Andare oggi alle trattative con il Vaticano senza aver provveduto Prima a questo elementare dovere, significa in pratica far dipendere dalla trattativa con il Vaticano la valutazione del rapporto norme costituzionali-norme concordatarie. Do po la sentenza della Corte Costituzionale non ci sono più dubbi: non si andrebbe a trattare il Concordato, si andrebbe a trattare e a barattare la costituzione repubblicana. Come ha detto Albani "la Costituzione non è in vendita". La Corte Costituzionale, ha fatto il proprio dovere, ora devono farlo Governo, forze politiche e Parlamento. Dopo che lo avranno fatto, dopo che le norme dei patti lateranensi e del concordato fascista del 29 saranno state sottoposte al doveroso sindacato di costituzionalità da parte degli organi dello stato italiano, torneremo, se ancora ce ne fosse bisogno, a discutere di revisione e di abrogazione. Ma solo allora. Prima di questo sindacato di costituzionalità ogni trattativa di revisione sarebbe un vero e proprio tradimento delle prerogative
e delle funzioni dello Stato.
I parlamentari che hanno presentato le due mozioni hanno avvertito il problema nei suoi termini politici e costituzionali, ma ogni parlamentare della Repubblica non può non avvertirlo in tutta la sua gravità.

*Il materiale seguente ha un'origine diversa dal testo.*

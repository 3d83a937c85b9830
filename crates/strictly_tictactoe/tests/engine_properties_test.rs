//! Property-based tests for the board engine.

use proptest::prelude::*;
use strictly_tictactoe::{
    Board, GameStatus, Mark, Rejection, Square, apply_move, evaluate, next_turn, rules::LINES,
};

fn arb_board() -> impl Strategy<Value = Board> {
    prop::array::uniform9(0u8..3).prop_map(|codes| {
        Board::from_squares(codes.map(|c| Square::try_from(c).unwrap_or(Square::Empty)))
    })
}

fn arb_cell_order() -> impl Strategy<Value = Vec<usize>> {
    Just((0..9).collect::<Vec<usize>>()).prop_shuffle()
}

fn owns_line(board: &Board, mark: Mark) -> bool {
    LINES.iter().any(|line| {
        line.iter()
            .all(|&i| board.get(i) == Some(Square::Occupied(mark)))
    })
}

/// Property: a reported winner always owns a complete line, and a board
/// with a complete line is never reported as in progress or drawn.
#[test]
fn prop_win_iff_uniform_line() {
    proptest!(|(board in arb_board())| {
        match evaluate(&board) {
            GameStatus::Won(mark) => prop_assert!(owns_line(&board, mark)),
            GameStatus::Draw | GameStatus::InProgress => {
                prop_assert!(!owns_line(&board, Mark::X));
                prop_assert!(!owns_line(&board, Mark::O));
            }
        }
    });
}

/// Property: boards reached through legal play never have two winners.
#[test]
fn prop_legal_play_never_has_two_winners() {
    proptest!(|(order in arb_cell_order())| {
        let mut board = Board::new();
        for cell in order {
            match apply_move(&board, cell, next_turn(&board)) {
                Ok(next) => board = next,
                Err(Rejection::GameOver) => break,
                Err(other) => prop_assert!(false, "unexpected rejection {other}"),
            }
            prop_assert!(!(owns_line(&board, Mark::X) && owns_line(&board, Mark::O)));
            prop_assert!(board.is_consistent());
        }
    });
}

/// Property: no mark can move twice in a row.
#[test]
fn prop_turn_strictly_alternates() {
    proptest!(|(order in arb_cell_order())| {
        let mut board = Board::new();
        let mut last: Option<Mark> = None;
        for cell in order {
            if evaluate(&board).is_terminal() {
                break;
            }
            let mark = next_turn(&board);
            prop_assert_ne!(Some(mark), last);

            if let Some(prev) = last {
                let repeat = apply_move(&board, cell, prev);
                let is_out_of_turn = matches!(repeat, Err(Rejection::OutOfTurn { .. }));
                prop_assert!(is_out_of_turn);
            }

            board = apply_move(&board, cell, mark).map_err(|e| TestCaseError::fail(e.to_string()))?;
            last = Some(mark);
        }
    });
}

/// Property: playing onto an occupied square is always rejected and the
/// board is left as it was.
#[test]
fn prop_occupied_square_always_rejected() {
    proptest!(|(board in arb_board(), cell in 0usize..9, mark_x in any::<bool>())| {
        prop_assume!(!board.is_empty(cell));
        let mark = if mark_x { Mark::X } else { Mark::O };
        let before = board;
        prop_assert!(apply_move(&board, cell, mark).is_err());
        prop_assert_eq!(board, before);
    });
}
#[tokio::test(start_paused = true)]
async fn test_teardown_during_connect() {
    let (session, mut acceptor) = new_session();
    let joining = {
        let session = session.clone();
        tokio::spawn(async move { session.create_or_join(MatchMode::CreateVsPlayer).await })
    };

    let _peer = acceptor.accept().await.expect("client connects");
    wait_for(&session, |s| s.phase == MatchPhase::Searching).await;
    session.teardown().await;

    assert_eq!(joining.await.expect("task"), Err(MatchError::SessionClosed));
    assert_eq!(session.snapshot().phase, MatchPhase::Closed);
}

#[tokio::test(start_paused = true)]
async fn test_remote_message_can_be_injected_directly() {
    let (session, mut acceptor) = new_session();
    let _peer = start(&session, &mut acceptor, Mark::X).await;

    session
        .on_remote_message(MatchMessage::MatchEnd(MatchEnd::new(Outcome::Draw)))
        .await;
    assert_eq!(session.snapshot().phase, MatchPhase::Ended(Outcome::Draw));
}
use std::str::FromStr;

use lightning_invoice::{Bolt11Invoice, Bolt11InvoiceDescriptionRef};

use crate::invoice::format::sanitize_payment_request;

pub const AMOUNT: &str = "amount";
pub const TIMESTAMP: &str = "timestamp";
pub const EXPIRY: &str = "expiry";
pub const DESCRIPTION: &str = "description";
pub const DESCRIPTION_HASH: &str = "description_hash";
pub const PAYMENT_HASH: &str = "payment_hash";
pub const MIN_FINAL_CLTV_EXPIRY: &str = "min_final_cltv_expiry";

#[derive(Debug, Clone, thiserror::Error, PartialEq, Eq)]
pub enum DecodeError {
    #[error("empty invoice")]
    Empty,
    #[error("invalid invoice: {0}")]
    Invalid(String),
}

/// Value carried by a decoded invoice section.
#[derive(Debug, Clone, PartialEq, Eq)]
pub enum SectionValue {
    Integer(u64),
    Text(String),
}

impl SectionValue {
    /// Numeric view of the value. Text that is not a plain non-negative
    /// integer yields `None`.
    pub fn as_number(&self) -> Option<u64> {
        match self {
            SectionValue::Integer(value) => Some(*value),
            SectionValue::Text(text) => text.trim().parse().ok(),
        }
    }

    pub fn as_text(&self) -> Option<&str> {
        match self {
            SectionValue::Text(text) => Some(text),
            SectionValue::Integer(_) => None,
        }
    }
}

#[derive(Debug, Clone, PartialEq, Eq)]
pub struct Section {
    pub name: String,
    pub value: SectionValue,
}

impl Section {
    pub fn new(name: impl Into<String>, value: SectionValue) -> Self {
        Self {
            name: name.into(),
            value,
        }
    }
}

/// A BOLT #11 invoice broken into named sections.
#[derive(Debug, Clone, Default, PartialEq, Eq)]
pub struct DecodedInvoice {
    pub sections: Vec<Section>,
}

impl DecodedInvoice {
    /// First section with the given name.
    pub fn section(&self, name: &str) -> Option<&SectionValue> {
        self.sections
            .iter()
            .find(|section| section.name == name)
            .map(|section| &section.value)
    }
}

/// Turns a raw invoice string into named sections.
pub trait InvoiceDecoder {
    fn decode(&self, raw: &str) -> Result<DecodedInvoice, DecodeError>;
}

/// Decoder backed by `lightning-invoice`. Signatures are checked as part of
/// parsing, so a tampered invoice is rejected outright.
#[derive(Debug, Clone, Copy, Default)]
pub struct Bolt11Decoder;

impl InvoiceDecoder for Bolt11Decoder {
    fn decode(&self, raw: &str) -> Result<DecodedInvoice, DecodeError> {
        let cleaned = sanitize_payment_request(raw);
        if cleaned.is_empty() {
            return Err(DecodeError::Empty);
        }

        let invoice = Bolt11Invoice::from_str(&cleaned.to_lowercase())
            .map_err(|e| DecodeError::Invalid(e.to_string()))?;

        Ok(sections_of(&invoice))
    }
}

fn sections_of(invoice: &Bolt11Invoice) -> DecodedInvoice {
    let mut sections = Vec::new();

    // Any-amount invoices carry no amount section at all.
    if let Some(msats) = invoice.amount_milli_satoshis() {
        sections.push(Section::new(AMOUNT, SectionValue::Integer(msats)));
    }

    sections.push(Section::new(
        TIMESTAMP,
        SectionValue::Integer(invoice.duration_since_epoch().as_secs()),
    ));
    sections.push(Section::new(
        PAYMENT_HASH,
        SectionValue::Text(hex::encode(invoice.payment_hash().as_ref() as &[u8])),
    ));

    match invoice.description() {
        Bolt11InvoiceDescriptionRef::Direct(desc) => {
            sections.push(Section::new(DESCRIPTION, SectionValue::Text(desc.to_string())));
        }
        Bolt11InvoiceDescriptionRef::Hash(hash) => {
            sections.push(Section::new(
                DESCRIPTION_HASH,
                SectionValue::Text(hex::encode(hash.0.as_ref() as &[u8])),
            ));
        }
    }

    // `Bolt11Invoice::expiry_time` falls back to the default window; only a
    // tagged expiry is reported.
    if let Some(expiry) = invoice.clone().into_signed_raw().raw_invoice().expiry_time() {
        sections.push(Section::new(EXPIRY, SectionValue::Integer(expiry.as_seconds())));
    }
    sections.push(Section::new(
        MIN_FINAL_CLTV_EXPIRY,
        SectionValue::Integer(invoice.min_final_cltv_expiry_delta()),
    ));

    DecodedInvoice { sections }
}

Se davvero, dopo oltre vent'anni di omissione di intervento legislativo, che le Sentenze della Corte Costituzionale hanno opportunamente confermato e sottolineato, una qualsiasi maggioranza pretendesse di muoversi altrimenti e di sottrarsi clamorosamente ai propri doveri, da parte di ciascun parlamentare veramente laico non potrebbe che affermarsi una vera e propria obiezione di coscienza contro un metodo e una politica che mortificherebbe la autonomia dello stato e il funzionamento delle istituzioni per delegare nei fatti ad operazioni poco chiare fra Governo e Santa Sede l'interpretazione e l'attuazione della Costituzione.